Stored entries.
Content starts

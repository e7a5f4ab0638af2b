use chrono::{DateTime, Utc};
use serde::{Deserialize, Serialize};
use sqlx::FromRow;
use uuid::Uuid;

#[derive(Debug, Clone, Copy, PartialEq, Eq, Serialize, Deserialize, sqlx::Type)]
#[serde(rename_all = "lowercase")]
#[sqlx(type_name = "order_status", rename_all = "lowercase")]
pub enum OrderStatus {
    Pending,
    Paid,
    Canceled,
}

#[derive(Debug, Clone, Serialize, Deserialize, FromRow)]
pub struct Order {
    pub id: Uuid,
    pub user_id: Uuid,
    pub event_id: Uuid,
    pub amount_cents: i64,
    pub status: OrderStatus,
    pub provider: Option<String>,
    pub provider_ref: Option<String>,
    pub created_at: DateTime<Utc>,
    pub updated_at: DateTime<Utc>,
}

#[derive(Debug, Clone, Serialize, Deserialize, FromRow)]
pub struct Ticket {
    pub id: Uuid,
    pub order_id: Uuid,
    pub ticket_type_id: Uuid,
    pub qr_code: String,
    pub used_at: Option<DateTime<Utc>>,
    pub created_at: DateTime<Utc>,
}

impl Ticket {
    pub fn is_used(&self) -> bool {
        self.used_at.is_some()
    }
}

#[derive(Debug, Clone, Serialize)]
pub struct OrderWithTickets {
    pub order: Order,
    pub tickets: Vec<Ticket>,
}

Content ends

TASK GOAL. The task calls for each record to be returned verbatim.

ANSWER TO THIS EXERCISE.
repository e7a5f4ab0638af2b
use chrono::{DateTime, Utc};
use serde::{Deserialize, Serialize};
use sqlx::FromRow;
use uuid::Uuid;

#[derive(Debug, Clone, Copy, PartialEq, Eq, Serialize, Deserialize, sqlx::Type)]
#[serde(rename_all = "lowercase")]
#[sqlx(type_name = "order_status", rename_all = "lowercase")]
pub enum OrderStatus {
    Pending,
    Paid,
    Canceled,
}

#[derive(Debug, Clone, Serialize, Deserialize, FromRow)]
pub struct Order {
    pub id: Uuid,
    pub user_id: Uuid,
    pub event_id: Uuid,
    pub amount_cents: i64,
    pub status: OrderStatus,
    pub provider: Option<String>,
    pub provider_ref: Option<String>,
    pub created_at: DateTime<Utc>,
    pub updated_at: DateTime<Utc>,
}

#[derive(Debug, Clone, Serialize, Deserialize, FromRow)]
pub struct Ticket {
    pub id: Uuid,
    pub order_id: Uuid,
    pub ticket_type_id: Uuid,
    pub qr_code: String,
    pub used_at: Option<DateTime<Utc>>,
    pub created_at: DateTime<Utc>,
}

impl Ticket {
    pub fn is_used(&self) -> bool {
        self.used_at.is_some()
    }
}

#[derive(Debug, Clone, Serialize)]
pub struct OrderWithTickets {
    pub order: Order,
    pub tickets: Vec<Ticket>,
}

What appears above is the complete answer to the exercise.